Mary smiled at her boss and her dear friend. “Nothing. I swear, I have never been more excited for May to get here.”
“I’ve always had a good feeling about this, you know.”
“I don’t want to jinx anything, so I’m staying quiet.” Mary focused on the calendar again. “Hey, I’m not going to be in tomorrow night. Bitty’s got her physical exam scheduled.”
“Oh, that’s right. Good luck—and it’s too bad you have to go all the way in to Havers’s.”
“Doc Jane says she just doesn’t have the appropriate knowledge base. Pediatrics for vampires is a thing, apparently.”
Marissa smiled gently. “Well, my brother may be complicated for me personally, but I have never questioned his ability to provide good care to his patients. Bitty couldn’t be in better hands.”
“I’d really rather just keep her with us at the training center’s clinic. But at the end of the day, what’s right for her is all we care about.”
“That’s called being a good parent.”
Mary looked at her bracelet. “Amen to that.”
“Elise! Do not tell me you have been to university!”
As her father came charging out of his study, he looked as much like a raging bull as a whip-thin, utterly distinguished aristocrat could—which was, actually, not like a bull at all, but more like a European prince trying to flag his butler down. Felixe the Younger did have, however, a highly uncharacteristic flush to his face, and he had failed to button his evening jacket as he had rushed from his desk at her.
If he’d been a commoner, he would have been picking up pieces of furniture and throwing them around as he carpet-bombed the air with variations on an f-word theme.
And as she faced off at him, from out of nowhere, she heard that line from M*A*S*H: Winchesters do not sweat, we perspire. And Winchesters do not perspire.
Or something to that effect. You had to love Charles Emerson Winchester III.
There were a couple of ways to handle this, she supposed. Deny, deny, deny, but with a backpack hanging off her shoulder, those pesky snowflakes all over her, and the fact that she’d previously told him she was going to stay in and read? Hard sell, for one thing; for another, she detested lies. Another option was walking away, but that was a total no-go—she had been raised properly, and that meant that she couldn’t be rude to her elders.
Annnnnd that left her with door number three.

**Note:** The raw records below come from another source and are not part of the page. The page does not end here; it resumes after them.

//! Recursive-descent parser for Go type declarations
//!
//! Builds a [`CompilationUnit`] holding every `type` declaration of a file.
//! Doc comments are attached the way `go/parser` does it: the comment group
//! ending on the line directly above the `type` keyword (or above a spec
//! inside a `type ( ... )` group) belongs to the declaration.

use crate::error::ParserError;
use crate::lexer::{self, Comment, Token, TokenKind};
use crate::Parser;
use go2ts_core::{CompilationUnit, Declaration, DeclaredType, Field};
use std::collections::HashMap;
use tracing::{debug, instrument, trace};

/// Predeclared identifiers that denote interfaces rather than data
const INTERFACE_IDENTS: &[&str] = &["any", "error", "comparable"];

#[derive(Debug, Clone)]
pub struct GoParser {
    file_name: String,
}

impl GoParser {
    pub fn new() -> Self {
        Self {
            file_name: "<source>".to_string(),
        }
    }

    /// Name used in error messages and recorded in the unit's source files
    pub fn with_file_name(mut self, name: impl Into<String>) -> Self {
        self.file_name = name.into();
        self
    }

    #[instrument(skip(self, source), fields(file = %self.file_name), level = "debug")]
    pub fn parse_source(&self, source: &str) -> Result<CompilationUnit, ParserError> {
        let lexed = lexer::scan(source, &self.file_name)?;
        let mut state = ParseState::new(&self.file_name, lexed.tokens, &lexed.comments);
        let unit = state.parse_file()?;
        debug!(
            "parsed package {} with {} type declarations",
            unit.package,
            unit.declarations.len()
        );
        Ok(unit)
    }
}

impl Default for GoParser {
    fn default() -> Self {
        Self::new()
    }
}

impl Parser for GoParser {
    type Input = str;

    fn parse(&self, input: &str) -> Result<CompilationUnit, ParserError> {
        self.parse_source(input)
    }
}

/// Comment groups indexed by the line they end on
struct DocIndex {
    by_end_line: HashMap<usize, Vec<String>>,
}

impl DocIndex {
    /// Adjacent comments (no blank line between) form one group
    ///
    /// A comment that follows code on its line ends the current group and is
    /// never part of one.
    fn new(comments: &[Comment]) -> Self {
        let mut by_end_line = HashMap::new();
        let mut group: Vec<String> = Vec::new();
        let mut group_end = 0;

        for comment in comments {
            if comment.trailing {
                if !group.is_empty() {
                    by_end_line.insert(group_end, std::mem::take(&mut group));
                }
                continue;
            }
            if !group.is_empty() && comment.line > group_end + 1 {
                by_end_line.insert(group_end, std::mem::take(&mut group));
            }
            group.push(comment.text.clone());
            group_end = comment.end_line;
        }
        if !group.is_empty() {
            by_end_line.insert(group_end, group);
        }

        Self { by_end_line }
    }

    fn doc_above(&self, line: usize) -> Vec<String> {
        line.checked_sub(1)
            .and_then(|above| self.by_end_line.get(&above))
            .cloned()
            .unwrap_or_default()
    }
}

struct ParseState<'a> {
    file: &'a str,
    tokens: Vec<Token>,
    pos: usize,
    docs: DocIndex,
}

“I’vebeengoingbacktoschool.” As her father frowned and leaned in toward her, she put some volume into her voice and slowed things down. “Yes, I have been going to school again.”
Her father fell silent in shock and she studied him as if he were a stranger. He had a patrician face, the even features distilled by good breeding to the point that you were aware he was of masculine derivation, but the sexual affiliation was at a whisper, not a shout. His hair was dark, whereas hers was streaked with blond, and his eyes were pale gray, not blue. But their diction was identical and so were their good posture, their moderated affect … and their sense of values.

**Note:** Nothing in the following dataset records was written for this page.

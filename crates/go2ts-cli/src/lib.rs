//! Library interface for the go2ts command
//!
//! Loads every Go package under a directory, translates the packages
//! concurrently and renders one output document.

use anyhow::{bail, Context, Result};
use clap::ValueEnum;
use go2ts_codegen::{translate_unit, Translation};
use go2ts_core::{CompilationUnit, Marker};
use go2ts_parser::{load_dir, Package};
use std::fs;
use std::path::{Path, PathBuf};
use tokio::task::JoinSet;
use tracing::{debug, info, warn};

/// Output path meaning "write to stdout"
pub const STDOUT: &str = "-";

#[derive(Debug, Clone, Copy, Default, PartialEq, Eq, ValueEnum)]
pub enum OutputFormat {
    /// TypeScript definitions separated by blank lines
    #[default]
    Ts,
    /// JSON object mapping each name to its definition
    Json,
    /// The parsed compilation units as JSON
    Ir,
}

/// Everything one run needs
#[derive(Debug, Clone)]
pub struct RunOptions {
    pub dir: PathBuf,
    pub out: PathBuf,
    pub marker: Marker,
    pub recursive: bool,
    pub format: OutputFormat,
    pub strict: bool,
}

impl Default for RunOptions {
    fn default() -> Self {
        Self {
            dir: PathBuf::from("."),
            out: PathBuf::from("./go-types.ts"),
            marker: Marker::default(),
            recursive: false,
            format: OutputFormat::Ts,
            strict: false,
        }
    }
}

/// What a run produced
#[derive(Debug)]
pub struct RunReport {
    pub packages: usize,
    pub translation: Translation,
    pub rendered: String,
}

impl RunReport {
    pub fn definitions(&self) -> usize {
        self.translation.len()
    }

    pub fn diagnostics(&self) -> usize {
        self.translation.diagnostics().count()
    }
}

/// Translate every package, one blocking task each
///
/// Results come back in package order regardless of completion order.
pub async fn translate_packages(packages: &[Package], marker: &Marker) -> Result<Translation> {
    let mut tasks = JoinSet::new();
    for (index, package) in packages.iter().enumerate() {
        let unit = package.unit.clone();
        let marker = marker.clone();
        tasks.spawn_blocking(move || (index, translate_unit(&unit, &marker)));
    }

    let mut results: Vec<Option<Translation>> = vec![None; packages.len()];
    while let Some(joined) = tasks.join_next().await {
        let (index, translation) = joined.context("translation task panicked")?;
        debug!(
            "package {} translated: {} definitions",
            packages[index].name,
            translation.len()
        );
        results[index] = Some(translation);
    }

    let mut merged = Translation::default();
    for translation in results.into_iter().flatten() {
        merged.merge(translation);
    }
    Ok(merged)
}

/// Render the output document
pub fn render(
    format: OutputFormat,
    packages: &[Package],
    translation: &Translation,
) -> Result<String> {
    match format {
        OutputFormat::Ts => Ok(translation.to_blob()),
        OutputFormat::Json => Ok(translation.to_json()?),
        OutputFormat::Ir => {
            let units: Vec<&CompilationUnit> = packages.iter().map(|p| &p.unit).collect();
            Ok(serde_json::to_string_pretty(&units)?)
        }
    }
}

fn write_output(out: &Path, rendered: &str) -> Result<()> {
    if out == Path::new(STDOUT) {
        print!("{}", rendered);
        return Ok(());
    }
    if let Some(parent) = out.parent().filter(|p| !p.as_os_str().is_empty()) {
        fs::create_dir_all(parent)
            .with_context(|| format!("Failed to create directory {}", parent.display()))?;
    }
    fs::write(out, rendered).with_context(|| format!("Failed to write {}", out.display()))?;
    info!("Wrote {}", out.display());
    Ok(())
}

/// Load, translate, render and write
pub async fn run(options: &RunOptions) -> Result<RunReport> {
    info!("Scanning {} for Go packages", options.dir.display());
    let packages = load_dir(&options.dir, options.recursive)
        .with_context(|| format!("Failed to load Go sources from {}", options.dir.display()))?;

    let translation = translate_packages(&packages, &options.marker).await?;
    for diagnostic in translation.diagnostics().entries() {
        warn!("{}", diagnostic);
    }

    if options.strict && !translation.diagnostics().is_empty() {
        bail!(
            "--strict: translation produced diagnostics\n{}",
            translation.diagnostics().format_summary()
        );
    }

    let rendered = render(options.format, &packages, &translation)?;
    write_output(&options.out, &rendered)?;

    info!(
        "Generated {} definitions from {} packages",
        translation.len(),
        packages.len()
    );
    Ok(RunReport {
        packages: packages.len(),
        translation,
        rendered,
    })
}

#[cfg(test)]
mod tests {
    use super::*;
    use pretty_assertions::assert_eq;

    fn write(dir: &Path, name: &str, source: &str) -> std::io::Result<()> {
        if let Some(parent) = dir.join(name).parent() {
            fs::create_dir_all(parent)?;
        }
        fs::write(dir.join(name), source)
    }

    #[tokio::test]
    async fn test_packages_merge_in_order() -> Result<(), Box<dyn std::error::Error>> {
        let dir = tempfile::tempdir()?;
        write(
            dir.path(),
            "a/a.go",
            "package a\n\n// @ts-export\ntype First struct {\n\tX int\n}\n",
        )?;
        write(
            dir.path(),
            "b/b.go",
            "package b\n\n// @ts-export\ntype Second struct {\n\tY string\n}\n\n// @ts-export\ntype First struct {\n\tZ bool\n}\n",
        )?;

        let packages = load_dir(dir.path(), true)?;
        let translation = translate_packages(&packages, &Marker::default()).await?;

        assert_eq!(translation.names().collect::<Vec<_>>(), vec!["First", "Second"]);
        assert!(translation
            .get("First")
            .is_some_and(|s| s.contains("X: number")));
        assert_eq!(translation.diagnostics().count(), 1);
        Ok(())
    }

    #[tokio::test]
    async fn test_strict_run_fails_without_writing() -> Result<(), Box<dyn std::error::Error>> {
        let dir = tempfile::tempdir()?;
        write(
            dir.path(),
            "m.go",
            "package m\n\n// @ts-export\ntype Holder struct {\n\tP *int\n}\n",
        )?;
        let out = dir.path().join("out").join("types.ts");

        let options = RunOptions {
            dir: dir.path().to_path_buf(),
            out: out.clone(),
            strict: true,
            ..RunOptions::default()
        };
        assert!(run(&options).await.is_err());
        assert!(!out.exists());

        let lenient = RunOptions {
            strict: false,
            ..options
        };
        let report = run(&lenient).await?;
        assert_eq!(report.definitions(), 1);
        assert_eq!(report.diagnostics(), 1);
        assert_eq!(fs::read_to_string(&out)?, "export type Holder = {\n    P: any;\n};\n");
        Ok(())
    }

    #[test]
    fn test_render_ir() -> Result<(), Box<dyn std::error::Error>> {
        let mut unit = CompilationUnit::new("p");
        unit.source_files.push("p.go".to_string());
        let packages = vec![Package {
            dir: PathBuf::from("p"),
            name: "p".to_string(),
            unit,
        }];
        let rendered = render(OutputFormat::Ir, &packages, &Translation::default())?;
        let value: serde_json::Value = serde_json::from_str(&rendered)?;
        assert_eq!(value[0]["package"], "p");
        Ok(())
    }
}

So, yes, she did feel as though she had done something wrong. Even though she was past her transition, arguably of age especially if you applied a human standard, and had done nothing more reckless than sit in a quiet library for three hours grading papers.
“Are you … have you … how can you …” It was a while before her father could get through an entire sentence. “I forbade you to go there! After the raids, I explicitly told you that it was unsafe and that you were not to be permitted to go! And that was before …”

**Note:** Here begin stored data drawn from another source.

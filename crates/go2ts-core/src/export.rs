//! Export marker matching and the per-unit export set
//!
//! The export set must be complete before any declaration is translated:
//! a field referencing a declaration further down the file resolves by
//! membership in the finished set, never by source position.

use crate::error::CoreError;
use crate::ir::{CompilationUnit, Declaration};
use serde::{Deserialize, Serialize};
use std::collections::BTreeSet;
use tracing::{debug, trace};

pub const DEFAULT_MARKER: &str = "// @ts-export";

/// Strip comment delimiters and surrounding whitespace
fn normalize(text: &str) -> &str {
    let text = text.trim();
    if let Some(rest) = text.strip_prefix("//") {
        return rest.trim();
    }
    if let Some(inner) = text.strip_prefix("/*").and_then(|t| t.strip_suffix("*/")) {
        return inner.trim();
    }
    text
}

/// A normalized export marker
///
/// `// @ts-export` and `//@ts-export` are the same marker. Matching is
/// case-sensitive.
#[derive(Debug, Clone, PartialEq, Eq, Serialize, Deserialize)]
pub struct Marker {
    raw: String,
    normalized: String,
}

impl Marker {
    pub fn new(text: impl Into<String>) -> Result<Self, CoreError> {
        let raw = text.into();
        let normalized = normalize(&raw).to_string();
        if normalized.is_empty() {
            return Err(CoreError::InvalidMarker(format!(
                "marker '{}' has no content after the comment opener",
                raw
            )));
        }
        Ok(Self { raw, normalized })
    }

    pub fn as_str(&self) -> &str {
        &self.raw
    }

    /// Does this comment carry the marker?
    pub fn matches(&self, comment: &str) -> bool {
        if normalize(comment) == self.normalized {
            return true;
        }
        // multi-line block comments: the marker may sit on any inner line
        let comment = comment.trim();
        match comment.strip_prefix("/*").and_then(|c| c.strip_suffix("*/")) {
            Some(inner) => inner
                .lines()
                .map(|line| line.trim().trim_start_matches('*').trim())
                .any(|line| line == self.normalized),
            None => false,
        }
    }

    /// Is the declaration a struct whose doc block carries the marker?
    pub fn marks(&self, declaration: &Declaration) -> bool {
        declaration.ty.is_record() && declaration.doc.iter().any(|line| self.matches(line))
    }
}

impl Default for Marker {
    fn default() -> Self {
        Self {
            raw: DEFAULT_MARKER.to_string(),
            normalized: normalize(DEFAULT_MARKER).to_string(),
        }
    }
}

/// Names of the declarations selected for translation
#[derive(Debug, Clone, Default, PartialEq, Eq, Serialize, Deserialize)]
pub struct ExportSet {
    names: BTreeSet<String>,
}

impl ExportSet {
    /// Scan every declaration of the unit
    pub fn build(unit: &CompilationUnit, marker: &Marker) -> Self {
        let mut names = BTreeSet::new();
        for declaration in &unit.declarations {
            if marker.marks(declaration) {
                trace!("export marker found on {}", declaration.name);
                names.insert(declaration.name.clone());
            }
        }
        debug!(
            "package {}: {} of {} declarations exported",
            unit.package,
            names.len(),
            unit.declarations.len()
        );
        Self { names }
    }

    pub fn from_names<I, S>(names: I) -> Self
    where
        I: IntoIterator<Item = S>,
        S: Into<String>,
    {
        Self {
            names: names.into_iter().map(Into::into).collect(),
        }
    }

    pub fn contains(&self, name: &str) -> bool {
        self.names.contains(name)
    }

    pub fn len(&self) -> usize {
        self.names.len()
    }

    pub fn is_empty(&self) -> bool {
        self.names.is_empty()
    }

    pub fn iter(&self) -> impl Iterator<Item = &str> {
        self.names.iter().map(String::as_str)
    }
}

#[cfg(test)]
mod tests {
    use super::*;
    use crate::types::{DeclaredType, PrimitiveKind};

    fn record(name: &str) -> Declaration {
        Declaration::new(name, DeclaredType::record(vec![]))
    }

    #[test]
    fn test_spaced_and_unspaced_markers_match() -> Result<(), CoreError> {
        let marker = Marker::new("// @ts-export")?;
        assert!(marker.matches("// @ts-export"));
        assert!(marker.matches("//@ts-export"));
        assert!(marker.matches("   // @ts-export   "));
        assert!(!marker.matches("// @TS-export"));
        assert!(!marker.matches("// @ts-export please"));
        assert!(!marker.matches("// see @ts-export"));

        let unspaced = Marker::new("//@ts-export")?;
        assert!(unspaced.matches("// @ts-export"));
        Ok(())
    }

    #[test]
    fn test_block_comment_marker() -> Result<(), CoreError> {
        let marker = Marker::new("// @ts-export")?;
        assert!(marker.matches("/* @ts-export */"));
        assert!(marker.matches("/*\n * User model\n * @ts-export\n */"));
        assert!(!marker.matches("/* @ts-exported */"));
        Ok(())
    }

    #[test]
    fn test_empty_marker_rejected() {
        assert!(Marker::new("//").is_err());
        assert!(Marker::new("   ").is_err());
    }

    #[test]
    fn test_only_marked_records_are_exported() -> Result<(), CoreError> {
        let marker = Marker::new("// @typescript")?;
        let mut unit = CompilationUnit::new("models");
        unit.add_declaration(record("Marked").with_doc("// @typescript"));
        unit.add_declaration(record("Unmarked").with_doc("// just a struct"));
        unit.add_declaration(record("Bare"));
        unit.add_declaration(
            Declaration::new("Alias", DeclaredType::primitive(PrimitiveKind::String))
                .with_doc("// @typescript"),
        );

        let set = ExportSet::build(&unit, &marker);
        assert_eq!(set.iter().collect::<Vec<_>>(), vec!["Marked"]);
        assert!(!set.contains("Alias"));
        Ok(())
    }
}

Elise closed her eyes. That last sentence wasn’t finished because it was That Which Was Not Discussed.
Allishon’s name hadn’t been uttered since the night word had come unto the household that she had passed. They hadn’t even had a Fade ceremony for her.
“Well!” he demanded. “What have you to say for yourself!”
“I’m sorry, Father, but I—”
“How can you possibly be so delinquent! If your mahmen were still alive, she would be apoplectic! How long has this been going on?”
At that moment, the butler came scurrying in from the back of the house, as if he had heard the disturbance and was concerned some crazy person had broken in to the mansion for which he was responsible. When the doggen got a gander at her father? He backed off fast as a mouse before a cat.
“You have been going for a year?” her father hissed, his voice shaking. “How have you—you have been lying to me? For that long?”
Elise shucked her backpack and put it between her feet. “Father, what was I to do?”
“Stay here! It is dangerous in Caldwell!”
“But the raids are over. And even when they occurred, the slayers were hitting vampire targets, not human ones. It’s a human school—”
“Humans are savages! You know exactly how much damage they do to each other! You see the news—the guns, the violence! Even if they were not targeting you as another species, you could get caught in the crossfire!”
As Elise’s eyes drifted to the high ceiling, she searched for some correct combination of words to make this all go away.